WORK REQUEST | With "region" as the search word, show every line of the material that has it.

[[ RECORD SET open ]]

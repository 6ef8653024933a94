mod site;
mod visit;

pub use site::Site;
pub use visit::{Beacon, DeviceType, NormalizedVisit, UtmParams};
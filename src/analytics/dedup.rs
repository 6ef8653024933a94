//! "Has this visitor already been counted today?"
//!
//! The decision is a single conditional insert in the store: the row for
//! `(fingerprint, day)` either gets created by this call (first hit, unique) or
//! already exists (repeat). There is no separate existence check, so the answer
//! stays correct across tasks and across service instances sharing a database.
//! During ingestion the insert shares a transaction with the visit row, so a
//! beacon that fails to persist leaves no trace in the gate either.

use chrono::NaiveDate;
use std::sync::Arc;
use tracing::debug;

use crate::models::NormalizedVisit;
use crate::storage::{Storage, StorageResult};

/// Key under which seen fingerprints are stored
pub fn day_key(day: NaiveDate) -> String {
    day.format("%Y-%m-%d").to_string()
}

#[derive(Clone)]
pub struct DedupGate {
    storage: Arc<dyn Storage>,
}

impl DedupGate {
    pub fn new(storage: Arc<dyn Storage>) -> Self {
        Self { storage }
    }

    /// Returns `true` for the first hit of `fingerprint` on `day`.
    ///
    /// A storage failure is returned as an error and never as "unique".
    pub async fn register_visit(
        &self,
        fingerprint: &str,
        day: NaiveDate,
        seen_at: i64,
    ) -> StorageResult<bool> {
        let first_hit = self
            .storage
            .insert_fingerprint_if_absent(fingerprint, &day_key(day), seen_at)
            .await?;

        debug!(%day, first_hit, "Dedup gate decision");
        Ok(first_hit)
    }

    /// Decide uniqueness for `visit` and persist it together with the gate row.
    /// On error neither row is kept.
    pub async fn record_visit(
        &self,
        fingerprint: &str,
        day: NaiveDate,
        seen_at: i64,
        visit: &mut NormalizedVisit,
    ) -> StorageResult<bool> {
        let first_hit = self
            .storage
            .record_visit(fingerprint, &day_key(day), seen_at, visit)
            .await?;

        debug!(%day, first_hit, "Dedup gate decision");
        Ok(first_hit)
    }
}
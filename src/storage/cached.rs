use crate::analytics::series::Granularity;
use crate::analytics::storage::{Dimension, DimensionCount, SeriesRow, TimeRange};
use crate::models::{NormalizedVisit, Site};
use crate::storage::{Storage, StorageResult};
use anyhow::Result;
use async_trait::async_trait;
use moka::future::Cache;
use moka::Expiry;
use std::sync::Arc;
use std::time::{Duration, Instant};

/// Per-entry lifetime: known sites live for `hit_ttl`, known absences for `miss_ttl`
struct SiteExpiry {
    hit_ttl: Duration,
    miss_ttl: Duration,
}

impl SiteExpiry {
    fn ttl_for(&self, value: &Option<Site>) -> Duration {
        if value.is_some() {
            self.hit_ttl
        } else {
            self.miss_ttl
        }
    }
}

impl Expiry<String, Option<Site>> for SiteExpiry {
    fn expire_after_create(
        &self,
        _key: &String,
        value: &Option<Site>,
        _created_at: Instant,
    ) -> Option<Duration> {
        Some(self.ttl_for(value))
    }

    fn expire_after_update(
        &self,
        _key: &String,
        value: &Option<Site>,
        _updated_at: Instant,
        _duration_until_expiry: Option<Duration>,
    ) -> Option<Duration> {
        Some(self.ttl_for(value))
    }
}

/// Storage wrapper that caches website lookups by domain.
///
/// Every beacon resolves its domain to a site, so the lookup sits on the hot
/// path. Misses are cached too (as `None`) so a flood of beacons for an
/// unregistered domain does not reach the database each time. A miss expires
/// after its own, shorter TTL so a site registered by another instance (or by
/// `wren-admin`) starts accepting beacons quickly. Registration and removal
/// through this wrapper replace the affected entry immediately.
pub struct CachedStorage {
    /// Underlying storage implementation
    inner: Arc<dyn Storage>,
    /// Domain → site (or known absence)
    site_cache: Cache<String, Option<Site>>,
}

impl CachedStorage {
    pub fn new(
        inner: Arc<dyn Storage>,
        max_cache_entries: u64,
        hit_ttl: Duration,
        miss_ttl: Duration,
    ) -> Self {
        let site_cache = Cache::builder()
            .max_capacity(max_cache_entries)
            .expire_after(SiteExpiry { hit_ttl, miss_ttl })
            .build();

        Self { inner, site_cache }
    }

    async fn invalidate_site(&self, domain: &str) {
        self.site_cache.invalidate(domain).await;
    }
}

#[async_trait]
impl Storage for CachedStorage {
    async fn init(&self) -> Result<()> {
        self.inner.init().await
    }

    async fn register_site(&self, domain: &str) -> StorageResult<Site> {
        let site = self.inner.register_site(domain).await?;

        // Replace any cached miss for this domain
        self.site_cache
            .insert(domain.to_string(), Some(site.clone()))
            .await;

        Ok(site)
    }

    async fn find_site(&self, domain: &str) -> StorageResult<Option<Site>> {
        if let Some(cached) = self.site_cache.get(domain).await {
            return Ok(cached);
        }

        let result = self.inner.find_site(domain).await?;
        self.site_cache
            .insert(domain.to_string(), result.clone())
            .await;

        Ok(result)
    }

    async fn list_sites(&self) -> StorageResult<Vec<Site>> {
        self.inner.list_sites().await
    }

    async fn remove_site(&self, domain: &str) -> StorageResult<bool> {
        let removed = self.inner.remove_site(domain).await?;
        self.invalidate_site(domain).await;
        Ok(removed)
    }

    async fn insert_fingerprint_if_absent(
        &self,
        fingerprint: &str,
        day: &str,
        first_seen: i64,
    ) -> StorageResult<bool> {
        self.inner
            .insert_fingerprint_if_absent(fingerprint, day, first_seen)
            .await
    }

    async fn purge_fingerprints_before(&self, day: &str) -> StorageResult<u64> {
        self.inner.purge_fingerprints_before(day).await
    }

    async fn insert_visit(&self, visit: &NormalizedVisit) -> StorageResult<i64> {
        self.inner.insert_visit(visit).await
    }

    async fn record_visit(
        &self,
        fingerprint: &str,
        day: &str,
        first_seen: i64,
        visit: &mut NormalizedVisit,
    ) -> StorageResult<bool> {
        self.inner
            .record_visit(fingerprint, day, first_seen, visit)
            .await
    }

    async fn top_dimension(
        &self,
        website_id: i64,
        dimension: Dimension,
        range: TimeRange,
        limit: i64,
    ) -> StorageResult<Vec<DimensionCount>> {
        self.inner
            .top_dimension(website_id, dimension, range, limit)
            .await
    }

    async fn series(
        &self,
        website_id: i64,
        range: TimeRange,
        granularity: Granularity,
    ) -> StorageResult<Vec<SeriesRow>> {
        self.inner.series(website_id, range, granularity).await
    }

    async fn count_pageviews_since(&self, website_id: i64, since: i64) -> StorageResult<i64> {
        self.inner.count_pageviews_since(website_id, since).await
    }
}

[[ RECORD SET closed ]]
[[ RECORD SET open ]]

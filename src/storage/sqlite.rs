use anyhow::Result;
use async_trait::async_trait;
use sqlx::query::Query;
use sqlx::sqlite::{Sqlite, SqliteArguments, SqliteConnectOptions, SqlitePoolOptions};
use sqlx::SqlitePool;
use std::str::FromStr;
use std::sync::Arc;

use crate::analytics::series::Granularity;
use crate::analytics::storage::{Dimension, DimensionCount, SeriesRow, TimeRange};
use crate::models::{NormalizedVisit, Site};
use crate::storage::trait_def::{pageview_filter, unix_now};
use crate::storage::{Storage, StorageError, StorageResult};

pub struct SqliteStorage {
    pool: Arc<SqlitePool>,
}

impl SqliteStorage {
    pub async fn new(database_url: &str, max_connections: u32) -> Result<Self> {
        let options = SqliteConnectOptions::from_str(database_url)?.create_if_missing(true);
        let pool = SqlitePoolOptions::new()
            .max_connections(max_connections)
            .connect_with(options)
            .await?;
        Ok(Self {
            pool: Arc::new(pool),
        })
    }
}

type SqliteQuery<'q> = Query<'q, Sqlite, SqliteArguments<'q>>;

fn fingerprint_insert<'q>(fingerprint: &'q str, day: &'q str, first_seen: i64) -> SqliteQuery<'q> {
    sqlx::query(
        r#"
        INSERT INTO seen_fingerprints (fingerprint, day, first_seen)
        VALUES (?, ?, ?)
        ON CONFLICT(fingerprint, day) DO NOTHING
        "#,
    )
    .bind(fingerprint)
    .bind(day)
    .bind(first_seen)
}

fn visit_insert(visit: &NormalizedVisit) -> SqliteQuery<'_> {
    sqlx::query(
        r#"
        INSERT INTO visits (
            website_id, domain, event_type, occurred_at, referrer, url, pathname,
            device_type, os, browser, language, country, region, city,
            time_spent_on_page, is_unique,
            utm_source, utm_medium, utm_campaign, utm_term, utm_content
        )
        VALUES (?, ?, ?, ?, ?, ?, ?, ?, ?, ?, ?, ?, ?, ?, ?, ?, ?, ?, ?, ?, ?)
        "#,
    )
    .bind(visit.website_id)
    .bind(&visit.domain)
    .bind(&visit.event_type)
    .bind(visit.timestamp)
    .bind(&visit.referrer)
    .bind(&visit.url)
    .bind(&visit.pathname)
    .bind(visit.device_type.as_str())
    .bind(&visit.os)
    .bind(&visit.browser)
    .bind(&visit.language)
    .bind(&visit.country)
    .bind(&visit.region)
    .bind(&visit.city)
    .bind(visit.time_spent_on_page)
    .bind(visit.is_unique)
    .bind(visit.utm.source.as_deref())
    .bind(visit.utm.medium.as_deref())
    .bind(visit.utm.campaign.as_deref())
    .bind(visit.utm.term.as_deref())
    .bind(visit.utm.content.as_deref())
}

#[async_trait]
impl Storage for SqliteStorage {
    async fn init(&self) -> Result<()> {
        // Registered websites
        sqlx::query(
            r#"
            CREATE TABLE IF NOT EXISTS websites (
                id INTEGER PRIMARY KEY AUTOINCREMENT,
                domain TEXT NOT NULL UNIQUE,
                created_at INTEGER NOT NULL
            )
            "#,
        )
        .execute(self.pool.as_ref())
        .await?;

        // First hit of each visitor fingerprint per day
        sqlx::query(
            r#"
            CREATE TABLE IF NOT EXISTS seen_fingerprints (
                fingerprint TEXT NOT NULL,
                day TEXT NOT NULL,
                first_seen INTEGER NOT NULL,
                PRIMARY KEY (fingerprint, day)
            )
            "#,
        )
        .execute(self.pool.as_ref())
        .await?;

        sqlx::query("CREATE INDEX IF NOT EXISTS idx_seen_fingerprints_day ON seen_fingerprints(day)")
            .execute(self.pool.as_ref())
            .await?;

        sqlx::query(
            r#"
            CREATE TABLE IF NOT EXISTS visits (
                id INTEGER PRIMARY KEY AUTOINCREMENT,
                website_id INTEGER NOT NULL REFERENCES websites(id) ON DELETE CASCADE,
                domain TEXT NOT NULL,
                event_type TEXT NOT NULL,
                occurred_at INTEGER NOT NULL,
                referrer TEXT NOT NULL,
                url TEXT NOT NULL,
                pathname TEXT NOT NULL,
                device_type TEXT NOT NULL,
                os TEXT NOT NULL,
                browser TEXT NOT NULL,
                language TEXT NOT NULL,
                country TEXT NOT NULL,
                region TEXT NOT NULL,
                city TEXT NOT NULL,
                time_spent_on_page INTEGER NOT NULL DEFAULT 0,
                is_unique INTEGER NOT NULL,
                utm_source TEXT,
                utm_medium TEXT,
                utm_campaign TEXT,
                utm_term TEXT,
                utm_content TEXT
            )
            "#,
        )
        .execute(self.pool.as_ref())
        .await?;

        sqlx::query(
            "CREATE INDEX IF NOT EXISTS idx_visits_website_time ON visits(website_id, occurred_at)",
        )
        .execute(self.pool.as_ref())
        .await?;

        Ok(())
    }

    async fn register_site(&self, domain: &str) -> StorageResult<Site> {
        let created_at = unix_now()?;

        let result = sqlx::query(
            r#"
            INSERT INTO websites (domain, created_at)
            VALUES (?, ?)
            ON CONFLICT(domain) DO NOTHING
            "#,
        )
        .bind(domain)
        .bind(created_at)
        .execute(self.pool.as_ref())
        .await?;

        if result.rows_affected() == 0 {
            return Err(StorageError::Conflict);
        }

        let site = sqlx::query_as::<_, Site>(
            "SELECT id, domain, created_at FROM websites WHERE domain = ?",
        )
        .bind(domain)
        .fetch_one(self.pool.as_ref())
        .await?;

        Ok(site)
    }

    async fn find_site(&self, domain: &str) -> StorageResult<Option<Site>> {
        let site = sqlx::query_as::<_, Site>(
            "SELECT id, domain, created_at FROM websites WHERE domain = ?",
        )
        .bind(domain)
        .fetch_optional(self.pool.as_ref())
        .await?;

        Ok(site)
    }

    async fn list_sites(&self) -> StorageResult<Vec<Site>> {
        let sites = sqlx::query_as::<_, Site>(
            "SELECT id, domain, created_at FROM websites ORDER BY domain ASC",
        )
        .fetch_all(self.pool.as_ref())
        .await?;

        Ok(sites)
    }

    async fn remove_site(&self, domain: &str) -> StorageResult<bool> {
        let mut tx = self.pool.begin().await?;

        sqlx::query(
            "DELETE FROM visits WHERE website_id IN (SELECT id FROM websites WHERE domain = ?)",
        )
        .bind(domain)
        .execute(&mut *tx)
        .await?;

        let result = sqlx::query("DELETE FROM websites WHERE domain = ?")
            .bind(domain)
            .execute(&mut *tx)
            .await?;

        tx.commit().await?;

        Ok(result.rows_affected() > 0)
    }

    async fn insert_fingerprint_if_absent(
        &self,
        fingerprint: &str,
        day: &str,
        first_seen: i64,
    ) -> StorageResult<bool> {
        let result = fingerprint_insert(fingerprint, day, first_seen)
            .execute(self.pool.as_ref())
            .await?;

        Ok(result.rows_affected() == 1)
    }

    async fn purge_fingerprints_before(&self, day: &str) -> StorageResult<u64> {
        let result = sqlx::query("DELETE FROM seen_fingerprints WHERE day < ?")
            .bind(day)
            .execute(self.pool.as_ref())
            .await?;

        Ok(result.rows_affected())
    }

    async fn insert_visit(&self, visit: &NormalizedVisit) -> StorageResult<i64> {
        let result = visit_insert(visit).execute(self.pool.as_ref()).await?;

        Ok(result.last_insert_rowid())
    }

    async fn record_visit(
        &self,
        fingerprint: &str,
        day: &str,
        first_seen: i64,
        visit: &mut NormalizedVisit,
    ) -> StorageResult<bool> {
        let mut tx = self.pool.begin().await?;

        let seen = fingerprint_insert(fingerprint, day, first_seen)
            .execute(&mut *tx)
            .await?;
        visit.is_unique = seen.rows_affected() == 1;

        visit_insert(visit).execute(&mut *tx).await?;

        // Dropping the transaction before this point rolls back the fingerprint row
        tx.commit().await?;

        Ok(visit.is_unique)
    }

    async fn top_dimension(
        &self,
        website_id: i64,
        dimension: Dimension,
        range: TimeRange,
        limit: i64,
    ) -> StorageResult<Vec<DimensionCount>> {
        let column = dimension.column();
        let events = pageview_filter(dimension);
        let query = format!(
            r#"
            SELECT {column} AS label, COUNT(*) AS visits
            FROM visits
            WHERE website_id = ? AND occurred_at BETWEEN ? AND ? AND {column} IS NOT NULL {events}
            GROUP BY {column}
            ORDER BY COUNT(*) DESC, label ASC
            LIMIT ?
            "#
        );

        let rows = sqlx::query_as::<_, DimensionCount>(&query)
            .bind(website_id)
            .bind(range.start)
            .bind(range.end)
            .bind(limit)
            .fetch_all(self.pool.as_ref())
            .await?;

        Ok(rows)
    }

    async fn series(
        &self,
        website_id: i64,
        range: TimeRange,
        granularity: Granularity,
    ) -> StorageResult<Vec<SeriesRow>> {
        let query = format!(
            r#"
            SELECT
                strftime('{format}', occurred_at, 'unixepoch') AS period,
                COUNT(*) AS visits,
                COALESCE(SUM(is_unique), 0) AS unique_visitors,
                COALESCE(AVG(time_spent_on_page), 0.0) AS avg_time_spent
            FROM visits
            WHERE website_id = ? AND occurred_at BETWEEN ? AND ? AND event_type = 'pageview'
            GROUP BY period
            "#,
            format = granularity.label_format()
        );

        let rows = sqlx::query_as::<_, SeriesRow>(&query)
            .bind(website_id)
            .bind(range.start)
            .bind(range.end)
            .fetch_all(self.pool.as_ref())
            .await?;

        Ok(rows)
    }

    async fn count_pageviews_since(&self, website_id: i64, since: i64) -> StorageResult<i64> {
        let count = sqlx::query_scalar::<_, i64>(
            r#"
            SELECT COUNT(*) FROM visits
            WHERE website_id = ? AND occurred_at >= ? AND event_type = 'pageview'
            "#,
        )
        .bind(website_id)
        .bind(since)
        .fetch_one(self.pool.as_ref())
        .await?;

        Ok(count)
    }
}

[[ RECORD SET closed ]]

SOLUTION FOR THIS TASK |
            device_type, os, browser, language, country, region, city,
    .bind(&visit.region)
                region TEXT NOT NULL,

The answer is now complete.